Bert again dropped out of his reverie and transferred his train of thought to his only sibling. She was only a few years younger than him, but worlds apart. Whereas he was quiet and reserved, she was outgoing, and often loud. Their interests also shared nothing in common - his being all things electronic and hers being music and group activities. Other greater differences existed because of the way their parents treated them. His sister was clearly his father's favorite and she often achieved her way over his despite the irrationality of the situation.

He remembered once during elementary school when he had been especially depressed. His mother had called the school counselor and asked if Bert might see him that day to talk things over. Despite his shame at being made to speak to a psychiatrist of sorts and let him invade his innermost conflicts, the skilled tactician was able to pull his feelings on his sister and father out of him within minutes. He could remember a carefree summer's day playing in his parents garden as they worked nearby. His sister had fallen down and was crying over some minor injury that she had caused herself. Bert walked over to check that she was alright despite her loud outburst of tears. His father rushed up, glanced at his son standing over his younger apparently helpless sister, and with a bellow of rage struck Bert on the thigh so hard that he fell to the ground. Bert was shocked into silence as he cradled his wounded limb and wondered why his father apparently hated him so much and loved his sister.

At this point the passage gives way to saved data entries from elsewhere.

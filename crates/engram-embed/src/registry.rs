//! Model registry: version string → embedder factory.
//!
//! The registry is the sole indirection through which the rest of the
//! workspace obtains embedding services. Factories run lazily, at most once
//! per version; a lost build race simply discards the duplicate instance.

use std::collections::HashMap;
use std::sync::{Arc, OnceLock, PoisonError, RwLock};

use engram_core::ModelMetadata;
use tracing::debug;

use crate::error::EmbedError;
use crate::service::Embedder;

/// Factory closure building a concrete embedder on first use.
pub type EmbedderFactory = Arc<dyn Fn() -> Result<Arc<dyn Embedder>, EmbedError> + Send + Sync>;

struct RegisteredModel {
    meta: ModelMetadata,
    factory: EmbedderFactory,
    instance: OnceLock<Arc<dyn Embedder>>,
}

#[derive(Default)]
struct Inner {
    models: HashMap<String, RegisteredModel>,
    default_version: Option<String>,
}

/// Concurrent map from model version to factory, with a mutable default.
#[derive(Default)]
pub struct ModelRegistry {
    inner: RwLock<Inner>,
}

impl ModelRegistry {
    #[must_use]
    pub fn new() -> Self {
        Self::default()
    }

    /// Register a model. If `meta.default` is set, this version becomes the
    /// registry default; the last default registration wins. Re-registering
    /// a version replaces its factory and drops any built instance.
    pub fn register(&self, meta: ModelMetadata, factory: EmbedderFactory) {
        let mut inner = self.inner.write().unwrap_or_else(PoisonError::into_inner);
        let version = meta.version.clone();
        if meta.default {
            inner.default_version = Some(version.clone());
        }
        debug!(version = %version, default = meta.default, "model registered");
        inner.models.insert(
            version,
            RegisteredModel {
                meta,
                factory,
                instance: OnceLock::new(),
            },
        );
    }

    /// Resolve a version to a (lazily built) embedder.
    ///
    /// # Errors
    ///
    /// [`EmbedError::UnknownModel`] on a registry miss; any factory error
    /// otherwise.
    pub fn get(&self, version: &str) -> Result<Arc<dyn Embedder>, EmbedError> {
        let factory = {
            let inner = self.inner.read().unwrap_or_else(PoisonError::into_inner);
            let entry = inner
                .models
                .get(version)
                .ok_or_else(|| EmbedError::UnknownModel(version.to_string()))?;
            if let Some(instance) = entry.instance.get() {
                return Ok(Arc::clone(instance));
            }
            Arc::clone(&entry.factory)
        };

        // Build outside the lock; a concurrent builder may win the race,
        // in which case this instance is dropped unused.
        let built = factory()?;

        let inner = self.inner.read().unwrap_or_else(PoisonError::into_inner);
        let entry = inner
            .models
            .get(version)
            .ok_or_else(|| EmbedError::UnknownModel(version.to_string()))?;
        Ok(Arc::clone(entry.instance.get_or_init(|| built)))
    }

    /// Resolve the default model.
    ///
    /// # Errors
    ///
    /// [`EmbedError::UnknownModel`] when no default has been registered.
    pub fn get_default(&self) -> Result<Arc<dyn Embedder>, EmbedError> {
        let version = self
            .default_version()
            .ok_or_else(|| EmbedError::UnknownModel("<default>".to_string()))?;
        self.get(&version)
    }

    /// The current default version string, if any.
    #[must_use]
    pub fn default_version(&self) -> Option<String> {
        self.inner
            .read()
            .unwrap_or_else(PoisonError::into_inner)
            .default_version
            .clone()
    }

    /// Metadata for every registered model.
    #[must_use]
    pub fn list(&self) -> Vec<ModelMetadata> {
        let inner = self.inner.read().unwrap_or_else(PoisonError::into_inner);
        let mut metas: Vec<ModelMetadata> = inner.models.values().map(|m| m.meta.clone()).collect();
        metas.sort_by(|a, b| a.version.cmp(&b.version));
        metas
    }

    /// Close every built instance. Registered factories stay usable, so a
    /// later `get` rebuilds.
    pub fn close_all(&self) {
        let mut inner = self.inner.write().unwrap_or_else(PoisonError::into_inner);
        for model in inner.models.values_mut() {
            if let Some(instance) = model.instance.take() {
                instance.close();
            }
        }
    }
}

#[cfg(test)]
mod tests {
    use super::*;
    use crate::hash::HashEmbedder;
    use pretty_assertions::assert_eq;

    fn hash_meta(version: &str, default: bool) -> ModelMetadata {
        ModelMetadata {
            name: "token-hash".to_string(),
            version: version.to_string(),
            dimensions: 64,
            default,
        }
    }

    fn hash_factory(dims: usize) -> EmbedderFactory {
        Arc::new(move || Ok(Arc::new(HashEmbedder::new(dims)) as Arc<dyn Embedder>))
    }

    #[test]
    fn get_unknown_version_fails() {
        let registry = ModelRegistry::new();
        let err = registry.get("nope").unwrap_err();
        assert!(matches!(err, EmbedError::UnknownModel(v) if v == "nope"));
    }

    #[test]
    fn last_default_registration_wins() {
        let registry = ModelRegistry::new();
        registry.register(hash_meta("a-v1", true), hash_factory(64));
        registry.register(hash_meta("b-v1", true), hash_factory(64));
        registry.register(hash_meta("c-v1", false), hash_factory(64));
        assert_eq!(registry.default_version().as_deref(), Some("b-v1"));
    }

    #[test]
    fn instances_are_built_once_and_shared() {
        let registry = ModelRegistry::new();
        registry.register(hash_meta("a-v1", true), hash_factory(64));
        let first = registry.get("a-v1").unwrap();
        let second = registry.get("a-v1").unwrap();
        assert!(Arc::ptr_eq(&first, &second));
    }

    #[test]
    fn default_resolution_goes_through_get() {
        let registry = ModelRegistry::new();
        registry.register(hash_meta("a-v1", true), hash_factory(32));
        let embedder = registry.get_default().unwrap();
        assert_eq!(embedder.dimensions(), 32);
        assert_eq!(embedder.version(), "hash-v1");
    }

    #[test]
    fn list_reports_registered_metadata() {
        let registry = ModelRegistry::new();
        registry.register(hash_meta("b-v1", false), hash_factory(64));
        registry.register(hash_meta("a-v1", true), hash_factory(64));
        let versions: Vec<String> = registry.list().into_iter().map(|m| m.version).collect();
        assert_eq!(versions, vec!["a-v1", "b-v1"]);
    }

    #[test]
    fn close_all_releases_then_rebuilds() {
        let registry = ModelRegistry::new();
        registry.register(hash_meta("a-v1", true), hash_factory(16));
        let first = registry.get("a-v1").unwrap();
        registry.close_all();
        assert!(matches!(first.embed("x").unwrap_err(), EmbedError::Shutdown));
        // A later get builds a fresh instance.
        let rebuilt = registry.get("a-v1").unwrap();
        assert!(rebuilt.embed("x").is_ok());
    }
}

He did not hold it against his sister or his father. They were the way they were. Dad had always wanted a girl and he had gotten her. His sister was only too happy to take advantage of the situation and quickly became spoiled and undisciplined. His mother seemed to favor her son over her daughter due to his obedience, but this rarely showed as visibly as his father's favoritism towards his daughter. Even now his sister was a bit of a brat, so used to getting her way through force and argument, while he had learned to be more tactfully quiet and persuasive.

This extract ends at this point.